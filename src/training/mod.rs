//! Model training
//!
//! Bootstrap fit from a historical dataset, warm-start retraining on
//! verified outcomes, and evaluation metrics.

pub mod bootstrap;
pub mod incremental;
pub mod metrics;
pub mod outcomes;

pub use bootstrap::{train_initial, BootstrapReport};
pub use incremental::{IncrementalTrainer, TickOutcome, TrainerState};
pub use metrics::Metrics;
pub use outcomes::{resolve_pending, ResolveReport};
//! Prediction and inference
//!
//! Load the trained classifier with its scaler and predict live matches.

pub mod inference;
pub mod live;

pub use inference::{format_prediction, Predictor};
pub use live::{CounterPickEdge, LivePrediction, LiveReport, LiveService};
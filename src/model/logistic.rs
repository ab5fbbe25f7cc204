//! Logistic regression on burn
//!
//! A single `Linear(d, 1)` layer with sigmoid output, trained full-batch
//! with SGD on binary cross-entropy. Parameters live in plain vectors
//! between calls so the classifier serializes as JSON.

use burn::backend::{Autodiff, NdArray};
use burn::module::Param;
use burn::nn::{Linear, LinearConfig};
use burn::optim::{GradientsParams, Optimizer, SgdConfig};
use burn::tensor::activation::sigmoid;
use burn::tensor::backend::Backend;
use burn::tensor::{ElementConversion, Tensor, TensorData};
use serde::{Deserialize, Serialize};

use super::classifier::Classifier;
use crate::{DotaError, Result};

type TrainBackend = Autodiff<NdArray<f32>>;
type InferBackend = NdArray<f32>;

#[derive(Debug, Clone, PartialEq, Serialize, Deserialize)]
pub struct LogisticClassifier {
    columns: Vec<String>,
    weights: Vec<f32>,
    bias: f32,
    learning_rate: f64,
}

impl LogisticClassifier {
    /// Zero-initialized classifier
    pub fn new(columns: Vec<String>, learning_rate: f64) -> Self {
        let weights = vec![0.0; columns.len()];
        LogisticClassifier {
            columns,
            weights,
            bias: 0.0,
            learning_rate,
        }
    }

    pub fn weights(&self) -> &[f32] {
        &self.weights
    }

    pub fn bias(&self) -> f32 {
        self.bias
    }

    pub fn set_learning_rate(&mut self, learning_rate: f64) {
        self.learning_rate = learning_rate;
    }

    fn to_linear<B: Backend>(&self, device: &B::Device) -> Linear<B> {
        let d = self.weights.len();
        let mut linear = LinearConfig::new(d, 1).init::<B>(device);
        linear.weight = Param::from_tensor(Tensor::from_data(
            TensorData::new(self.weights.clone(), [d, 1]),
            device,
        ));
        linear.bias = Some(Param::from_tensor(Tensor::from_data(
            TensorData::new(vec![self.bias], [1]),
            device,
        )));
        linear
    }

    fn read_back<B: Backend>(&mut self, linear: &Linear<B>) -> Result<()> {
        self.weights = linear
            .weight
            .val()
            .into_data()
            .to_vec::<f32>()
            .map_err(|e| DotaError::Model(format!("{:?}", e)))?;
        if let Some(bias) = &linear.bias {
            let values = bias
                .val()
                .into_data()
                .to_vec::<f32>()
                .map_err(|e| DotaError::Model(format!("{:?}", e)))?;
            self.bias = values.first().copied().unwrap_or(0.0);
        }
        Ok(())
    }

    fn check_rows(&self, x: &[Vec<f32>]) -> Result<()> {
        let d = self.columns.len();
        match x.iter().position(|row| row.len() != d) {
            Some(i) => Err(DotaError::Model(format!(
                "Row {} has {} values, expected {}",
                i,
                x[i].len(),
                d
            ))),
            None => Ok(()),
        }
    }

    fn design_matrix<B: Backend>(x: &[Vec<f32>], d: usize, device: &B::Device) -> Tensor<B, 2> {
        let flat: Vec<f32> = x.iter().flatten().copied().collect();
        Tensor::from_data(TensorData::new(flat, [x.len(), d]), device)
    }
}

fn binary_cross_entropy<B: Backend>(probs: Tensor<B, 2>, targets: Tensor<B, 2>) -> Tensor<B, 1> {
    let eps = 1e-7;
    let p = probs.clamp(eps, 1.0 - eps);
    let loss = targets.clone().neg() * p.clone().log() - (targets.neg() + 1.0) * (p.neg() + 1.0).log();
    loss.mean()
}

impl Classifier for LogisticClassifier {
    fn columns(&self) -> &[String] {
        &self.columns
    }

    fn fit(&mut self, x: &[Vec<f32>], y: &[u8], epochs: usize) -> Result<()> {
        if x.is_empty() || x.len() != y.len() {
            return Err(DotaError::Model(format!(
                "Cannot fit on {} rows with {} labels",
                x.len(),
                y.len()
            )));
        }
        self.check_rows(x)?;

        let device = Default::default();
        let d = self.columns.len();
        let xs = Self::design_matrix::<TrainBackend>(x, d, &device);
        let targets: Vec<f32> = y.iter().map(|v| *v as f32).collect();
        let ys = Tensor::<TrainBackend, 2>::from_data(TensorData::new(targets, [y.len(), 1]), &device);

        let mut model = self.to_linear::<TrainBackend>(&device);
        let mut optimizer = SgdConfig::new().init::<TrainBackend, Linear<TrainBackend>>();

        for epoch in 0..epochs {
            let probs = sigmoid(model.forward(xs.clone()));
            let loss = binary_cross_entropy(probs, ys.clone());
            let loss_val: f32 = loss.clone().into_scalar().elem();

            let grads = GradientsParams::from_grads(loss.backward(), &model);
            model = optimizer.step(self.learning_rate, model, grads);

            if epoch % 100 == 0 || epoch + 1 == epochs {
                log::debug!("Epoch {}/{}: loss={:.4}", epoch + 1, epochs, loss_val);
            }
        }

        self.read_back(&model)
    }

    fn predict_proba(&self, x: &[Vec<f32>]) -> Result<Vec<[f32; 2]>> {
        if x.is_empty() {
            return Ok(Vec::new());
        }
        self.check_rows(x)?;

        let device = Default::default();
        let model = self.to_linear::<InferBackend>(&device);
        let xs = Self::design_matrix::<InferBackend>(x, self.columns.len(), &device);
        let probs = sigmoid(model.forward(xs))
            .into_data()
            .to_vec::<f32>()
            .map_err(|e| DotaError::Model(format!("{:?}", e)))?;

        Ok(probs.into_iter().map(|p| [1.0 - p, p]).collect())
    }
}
——
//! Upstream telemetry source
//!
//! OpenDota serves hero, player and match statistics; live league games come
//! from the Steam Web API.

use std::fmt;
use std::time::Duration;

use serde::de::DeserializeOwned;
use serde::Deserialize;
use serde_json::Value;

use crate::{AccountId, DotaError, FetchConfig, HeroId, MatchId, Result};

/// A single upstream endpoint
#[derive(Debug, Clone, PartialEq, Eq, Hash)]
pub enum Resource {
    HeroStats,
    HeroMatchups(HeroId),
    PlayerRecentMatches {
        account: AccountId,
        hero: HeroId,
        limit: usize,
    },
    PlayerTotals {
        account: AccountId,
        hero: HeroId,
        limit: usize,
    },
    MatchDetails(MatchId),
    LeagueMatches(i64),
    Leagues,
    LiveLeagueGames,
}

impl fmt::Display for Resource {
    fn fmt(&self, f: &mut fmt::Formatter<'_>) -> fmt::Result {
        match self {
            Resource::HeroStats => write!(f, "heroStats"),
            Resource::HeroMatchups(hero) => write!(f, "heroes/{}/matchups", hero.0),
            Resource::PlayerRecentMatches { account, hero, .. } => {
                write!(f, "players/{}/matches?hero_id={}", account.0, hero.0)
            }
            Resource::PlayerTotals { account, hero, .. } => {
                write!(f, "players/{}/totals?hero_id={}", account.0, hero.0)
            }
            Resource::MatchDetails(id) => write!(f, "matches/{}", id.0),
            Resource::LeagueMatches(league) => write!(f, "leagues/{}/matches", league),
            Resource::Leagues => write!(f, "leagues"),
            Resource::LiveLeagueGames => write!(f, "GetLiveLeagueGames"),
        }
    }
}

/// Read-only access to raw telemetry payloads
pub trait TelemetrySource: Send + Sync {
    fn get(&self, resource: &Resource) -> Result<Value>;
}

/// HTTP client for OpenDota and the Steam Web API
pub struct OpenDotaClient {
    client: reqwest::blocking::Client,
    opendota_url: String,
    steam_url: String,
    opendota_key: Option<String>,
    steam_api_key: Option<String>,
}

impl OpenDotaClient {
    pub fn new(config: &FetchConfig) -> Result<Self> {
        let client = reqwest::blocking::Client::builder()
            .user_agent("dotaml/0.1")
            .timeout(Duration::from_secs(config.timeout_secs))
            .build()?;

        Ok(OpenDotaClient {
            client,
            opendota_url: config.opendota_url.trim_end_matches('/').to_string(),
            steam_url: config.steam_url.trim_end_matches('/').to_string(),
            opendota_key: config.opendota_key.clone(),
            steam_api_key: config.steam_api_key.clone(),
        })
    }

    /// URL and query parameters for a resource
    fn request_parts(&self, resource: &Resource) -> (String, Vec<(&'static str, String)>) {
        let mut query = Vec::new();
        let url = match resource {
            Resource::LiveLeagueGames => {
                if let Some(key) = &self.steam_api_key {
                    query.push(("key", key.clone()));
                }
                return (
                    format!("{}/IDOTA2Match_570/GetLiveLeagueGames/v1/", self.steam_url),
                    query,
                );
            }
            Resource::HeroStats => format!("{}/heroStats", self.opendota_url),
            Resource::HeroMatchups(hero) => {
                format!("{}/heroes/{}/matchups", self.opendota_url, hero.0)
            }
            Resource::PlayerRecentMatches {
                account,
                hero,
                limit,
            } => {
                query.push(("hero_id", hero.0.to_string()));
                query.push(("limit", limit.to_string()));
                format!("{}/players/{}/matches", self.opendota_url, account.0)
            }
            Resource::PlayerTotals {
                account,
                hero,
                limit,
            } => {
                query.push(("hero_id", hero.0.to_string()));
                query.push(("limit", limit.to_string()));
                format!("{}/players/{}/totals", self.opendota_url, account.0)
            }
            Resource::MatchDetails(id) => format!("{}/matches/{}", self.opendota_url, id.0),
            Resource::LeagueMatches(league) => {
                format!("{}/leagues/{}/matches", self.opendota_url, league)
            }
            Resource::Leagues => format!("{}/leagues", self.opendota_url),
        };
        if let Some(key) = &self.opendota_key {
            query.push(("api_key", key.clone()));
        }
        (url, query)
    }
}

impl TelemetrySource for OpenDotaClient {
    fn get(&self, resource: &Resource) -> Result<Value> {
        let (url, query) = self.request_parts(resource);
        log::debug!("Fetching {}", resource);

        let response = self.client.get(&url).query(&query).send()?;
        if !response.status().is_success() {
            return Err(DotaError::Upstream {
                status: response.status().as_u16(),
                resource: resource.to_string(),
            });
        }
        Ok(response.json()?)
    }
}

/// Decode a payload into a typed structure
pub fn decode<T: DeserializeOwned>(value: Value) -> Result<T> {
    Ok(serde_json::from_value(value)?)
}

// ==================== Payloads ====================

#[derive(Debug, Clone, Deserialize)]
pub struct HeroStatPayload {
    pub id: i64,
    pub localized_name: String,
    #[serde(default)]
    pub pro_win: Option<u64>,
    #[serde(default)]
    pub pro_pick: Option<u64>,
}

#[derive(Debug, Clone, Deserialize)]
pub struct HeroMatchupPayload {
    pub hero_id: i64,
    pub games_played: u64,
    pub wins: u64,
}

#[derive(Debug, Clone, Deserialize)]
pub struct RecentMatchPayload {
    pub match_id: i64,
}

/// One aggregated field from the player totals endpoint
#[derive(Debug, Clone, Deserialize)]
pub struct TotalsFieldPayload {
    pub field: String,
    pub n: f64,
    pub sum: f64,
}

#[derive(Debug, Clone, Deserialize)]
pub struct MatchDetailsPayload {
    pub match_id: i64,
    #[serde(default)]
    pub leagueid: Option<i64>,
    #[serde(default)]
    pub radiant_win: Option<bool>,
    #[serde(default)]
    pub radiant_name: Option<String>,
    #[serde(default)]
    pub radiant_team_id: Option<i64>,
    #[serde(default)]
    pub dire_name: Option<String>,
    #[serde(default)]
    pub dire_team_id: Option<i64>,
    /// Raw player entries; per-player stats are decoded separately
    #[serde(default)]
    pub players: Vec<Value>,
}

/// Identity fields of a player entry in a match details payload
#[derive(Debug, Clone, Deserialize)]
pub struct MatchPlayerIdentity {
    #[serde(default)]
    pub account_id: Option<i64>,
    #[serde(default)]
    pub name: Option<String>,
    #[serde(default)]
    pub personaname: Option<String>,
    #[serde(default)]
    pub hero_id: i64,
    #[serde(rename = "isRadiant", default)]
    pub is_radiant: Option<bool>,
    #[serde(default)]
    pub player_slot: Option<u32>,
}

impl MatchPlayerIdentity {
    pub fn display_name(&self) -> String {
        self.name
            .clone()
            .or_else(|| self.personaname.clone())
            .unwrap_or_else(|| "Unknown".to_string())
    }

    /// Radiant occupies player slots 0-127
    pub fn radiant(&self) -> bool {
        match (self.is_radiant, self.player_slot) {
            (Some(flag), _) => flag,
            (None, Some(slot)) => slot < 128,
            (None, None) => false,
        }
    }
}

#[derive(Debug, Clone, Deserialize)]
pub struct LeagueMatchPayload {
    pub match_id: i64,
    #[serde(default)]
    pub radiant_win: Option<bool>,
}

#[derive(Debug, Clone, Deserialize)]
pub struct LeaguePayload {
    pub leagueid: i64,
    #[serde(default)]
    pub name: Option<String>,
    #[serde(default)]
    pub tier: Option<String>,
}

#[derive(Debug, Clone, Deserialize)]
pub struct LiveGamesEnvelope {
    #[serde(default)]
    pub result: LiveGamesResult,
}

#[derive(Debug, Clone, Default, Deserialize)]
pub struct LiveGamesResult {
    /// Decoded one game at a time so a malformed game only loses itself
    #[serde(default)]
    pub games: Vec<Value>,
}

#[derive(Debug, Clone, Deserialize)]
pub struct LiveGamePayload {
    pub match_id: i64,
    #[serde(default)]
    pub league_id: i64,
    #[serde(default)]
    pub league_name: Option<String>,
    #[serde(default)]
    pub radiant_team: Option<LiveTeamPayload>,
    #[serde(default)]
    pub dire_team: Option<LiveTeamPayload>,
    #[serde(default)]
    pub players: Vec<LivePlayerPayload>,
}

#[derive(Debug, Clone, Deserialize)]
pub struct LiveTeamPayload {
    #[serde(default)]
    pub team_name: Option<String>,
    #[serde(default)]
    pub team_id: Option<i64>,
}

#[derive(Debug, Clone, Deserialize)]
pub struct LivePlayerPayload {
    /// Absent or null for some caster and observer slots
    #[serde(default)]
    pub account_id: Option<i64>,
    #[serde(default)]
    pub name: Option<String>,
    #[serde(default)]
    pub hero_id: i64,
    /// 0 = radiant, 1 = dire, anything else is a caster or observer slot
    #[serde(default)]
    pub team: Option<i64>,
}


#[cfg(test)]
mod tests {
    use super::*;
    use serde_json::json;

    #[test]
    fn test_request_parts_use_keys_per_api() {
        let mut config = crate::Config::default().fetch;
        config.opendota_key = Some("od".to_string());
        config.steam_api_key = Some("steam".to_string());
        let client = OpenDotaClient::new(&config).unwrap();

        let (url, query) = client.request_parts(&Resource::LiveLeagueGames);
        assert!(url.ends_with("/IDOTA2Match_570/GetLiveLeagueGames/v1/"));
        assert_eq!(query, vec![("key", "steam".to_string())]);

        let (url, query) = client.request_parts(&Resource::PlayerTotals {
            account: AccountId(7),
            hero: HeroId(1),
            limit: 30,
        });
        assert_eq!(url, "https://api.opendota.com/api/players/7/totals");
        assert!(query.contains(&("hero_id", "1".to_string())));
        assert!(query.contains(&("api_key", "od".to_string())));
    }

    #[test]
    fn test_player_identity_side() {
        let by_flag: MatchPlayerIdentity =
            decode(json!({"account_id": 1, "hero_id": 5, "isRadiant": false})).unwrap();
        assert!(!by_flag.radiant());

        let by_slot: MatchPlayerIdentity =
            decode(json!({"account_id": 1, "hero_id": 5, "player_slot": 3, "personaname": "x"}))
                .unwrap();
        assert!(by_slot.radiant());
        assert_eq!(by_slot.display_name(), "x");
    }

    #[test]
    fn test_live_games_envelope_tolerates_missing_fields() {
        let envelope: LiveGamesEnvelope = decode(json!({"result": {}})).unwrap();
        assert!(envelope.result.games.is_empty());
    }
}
——
■ What to work on: Check each line of the records above for the word "PlayerRecentMatches", count the lines that have it, and give only the count.

■ Written solution: 3